// ---------------------------------------------------------------------------
// Uploads
// ---------------------------------------------------------------------------

/// Sends one PUT, retrying transient network failures per `retry`.
async fn put_with_retry(
    transport: &dyn RangeTransport,
    retry: &RetryPolicy,
    request: PutRequest<'_>,
) -> Result<PutResponse, TransferError> {
    let mut attempt = 1;
    loop {
        match transport.put(request).await {
            Ok(resp) => return Ok(resp),
            Err(e) if e.is_transient() && retry.should_retry(attempt) => {
                let delay = retry.delay_for_attempt(attempt);
                warn!(
                    attempt,
                    max_attempts = retry.max_attempts,
                    delay_ms = delay.as_millis() as u64,
                    range = request.content_range.unwrap_or("-"),
                    error = %e,
                    "PUT failed, retrying"
                );
                tokio::time::sleep(delay).await;
                attempt += 1;
            }
            Err(e) => {
                return Err(TransferError::Transport {
                    attempts: attempt,
                    source: e,
                });
            }
        }
    }
}

/// Uploads the whole payload with one PUT and no `Content-Range`.
pub async fn upload_single(
    transport: &dyn RangeTransport,
    retry: &RetryPolicy,
    payload: &PayloadBuffer,
    url: &str,
) -> Result<UploadReport, TransferError> {
    let mut session = UploadSession::new(payload.len());
    debug!(bytes = payload.len(), "sending payload in one request");

    let resp = put_with_retry(
        transport,
        retry,
        PutRequest {
            url,
            content_range: None,
            content_type: CSV_CONTENT_TYPE,
            body: payload.as_bytes(),
        },
    )
    .await?;

    if !(200..300).contains(&resp.status) {
        return Err(TransferError::UploadRejected {
            status: resp.status,
            body: resp.body,
        });
    }

    if !payload.is_empty() {
        session.acknowledge(payload.len() - 1);
    }
    info!(bytes = payload.len(), status = resp.status, "upload complete");
    Ok(session.report(TransferMode::SingleShot))
}

/// Drives the resumable upload protocol.
///
/// Every chunk is PUT with `Content-Range: bytes {start}-{end}/{total}`.
/// 308 means "received, send the next range"; 200 or 201 means the object is
/// complete. Any other status aborts the transfer without retrying the chunk.
pub struct ChunkedUploader<'a> {
    transport: &'a dyn RangeTransport,
    retry: RetryPolicy,
    on_progress: Option<ProgressCallback>,
}

impl<'a> ChunkedUploader<'a> {
    pub fn new(transport: &'a dyn RangeTransport) -> Self {
        Self {
            transport,
            retry: RetryPolicy::default(),
            on_progress: None,
        }
    }

    /// Replaces the retry policy for transient network failures.
    pub fn with_retry(mut self, retry: RetryPolicy) -> Self {
        self.retry = retry;
        self
    }

    /// Registers a callback invoked after each acknowledged chunk.
    pub fn on_progress(mut self, callback: ProgressCallback) -> Self {
        self.on_progress = Some(callback);
        self
    }

    /// Transfers `payload` to `url` in chunks of `chunk_size` bytes.
    ///
    /// `total_size` must equal the payload's byte length; a mismatch is
    /// rejected before anything is sent. If every chunk is answered with 308,
    /// the upload ends once the payload is exhausted.
    pub async fn upload(
        &self,
        payload: &PayloadBuffer,
        total_size: u64,
        url: &str,
        chunk_size: usize,
    ) -> Result<UploadReport, TransferError> {
        if total_size != payload.len() {
            return Err(TransferError::SizeMismatch {
                declared: total_size,
                actual: payload.len(),
            });
        }

        let mut reader = ChunkReader::new(payload, chunk_size);
        reader.seek_to(0)?;
        let mut session = UploadSession::new(total_size);
        let speed = SpeedCalculator::new(None, None);
        speed.add_sample(0);

        info!(
            total_bytes = total_size,
            chunk_size = reader.chunk_size(),
            "starting resumable upload"
        );

        loop {
            let Some(chunk) = reader.next_chunk()? else {
                warn!(
                    sent = session.start_byte(),
                    total = total_size,
                    "payload exhausted before the server confirmed completion"
                );
                return Ok(session.report(TransferMode::Resumable));
            };
            debug_assert_eq!(chunk.offset, session.start_byte());

            let start_byte = session.start_byte();
            let end_byte = chunk.end_byte();
            let range = content_range(start_byte, end_byte, total_size);
            debug!(range = %range, bytes = chunk.len(), "sending chunk");

            let resp = put_with_retry(
                self.transport,
                &self.retry,
                PutRequest {
                    url,
                    content_range: Some(&range),
                    content_type: CSV_CONTENT_TYPE,
                    body: &chunk.data,
                },
            )
            .await?;

            match resp.status {
                200 | 201 => {
                    session.acknowledge(end_byte);
                    self.emit_progress(&session, &speed, chunk.len());
                    info!(
                        bytes = total_size,
                        chunks = session.chunks_sent(),
                        status = resp.status,
                        "upload complete"
                    );
                    return Ok(session.report(TransferMode::Resumable));
                }
                308 => {
                    session.acknowledge(end_byte);
                    self.emit_progress(&session, &speed, chunk.len());
                    debug!(
                        start_byte,
                        end_byte,
                        next = session.start_byte(),
                        "chunk accepted"
                    );
                }
                status => {
                    warn!(status, range = %range, "chunk rejected");
                    return Err(TransferError::ChunkUpload {
                        status,
                        body: resp.body,
                    });
                }
            }
        }
    }

    fn emit_progress(&self, session: &UploadSession, speed: &SpeedCalculator, bytes: usize) {
        speed.add_sample(bytes as u64);
        if let Some(cb) = &self.on_progress {
            cb(TransferProgress {
                acknowledged_bytes: session.start_byte(),
                total_bytes: session.total_size(),
                chunks_sent: session.chunks_sent(),
                bytes_per_second: speed.bytes_per_second(),
            });
        }
    }
}
//! dxsync entry point.

mod app;
mod config;
mod secrets;

use std::path::PathBuf;

use clap::Parser;
use tracing_subscriber::EnvFilter;

#[derive(Parser)]
#[command(
    name = "dxsync",
    version,
    about = "Push a table snapshot into a DX dataset"
)]
struct Cli {
    /// Source dataset id
    #[arg(long)]
    dataset_id: String,

    /// Source table name, also used to name the destination dataset
    #[arg(long)]
    table_name: String,

    /// Newline-delimited JSON file with one row per line
    #[arg(long)]
    records: PathBuf,

    /// JSON file describing the table's columns and primary key
    #[arg(long)]
    schema: Option<PathBuf>,

    #[arg(long, help = "Config file path")]
    config: Option<PathBuf>,

    /// Bytes per resumable chunk (overrides config)
    #[arg(long)]
    chunk_size: Option<usize>,

    /// Payloads above this many bytes are sent in chunks (overrides config)
    #[arg(long)]
    chunk_threshold: Option<u64>,
}

fn main() -> anyhow::Result<()> {
    // Initialize structured logging.
    tracing_subscriber::fmt()
        .with_env_filter(
            EnvFilter::try_from_default_env().unwrap_or_else(|_| EnvFilter::new("info")),
        )
        .init();

    let cli = Cli::parse();
    tracing::info!(version = env!("CARGO_PKG_VERSION"), "starting dxsync");

    let mut config = config::Config::load(cli.config.as_deref())?;
    config.apply_env(|k| std::env::var(k).ok());
    if let Some(size) = cli.chunk_size {
        config.chunk_size = size;
    }
    if let Some(threshold) = cli.chunk_threshold {
        config.chunk_threshold = threshold;
    }
    if config.chunk_size == 0 {
        anyhow::bail!("chunk size must be greater than zero");
    }

    let args = app::RunArgs {
        dataset_id: cli.dataset_id,
        table_name: cli.table_name,
        records: cli.records,
        schema: cli.schema,
    };

    let rt = tokio::runtime::Runtime::new()?;
    let report = rt.block_on(app::run(args, config))?;

    tracing::info!(
        dataset = %report.dataset_id,
        rows = report.rows,
        bytes = report.bytes,
        mode = %report.mode,
        started_at = %report.started_at.to_rfc3339(),
        finished_at = %report.finished_at.to_rfc3339(),
        "done"
    );
    Ok(())
}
******************************
YOUR GOAL:
Looking at the records, state how many lines contain "overrides" and write nothing besides that number.

REPLY:
2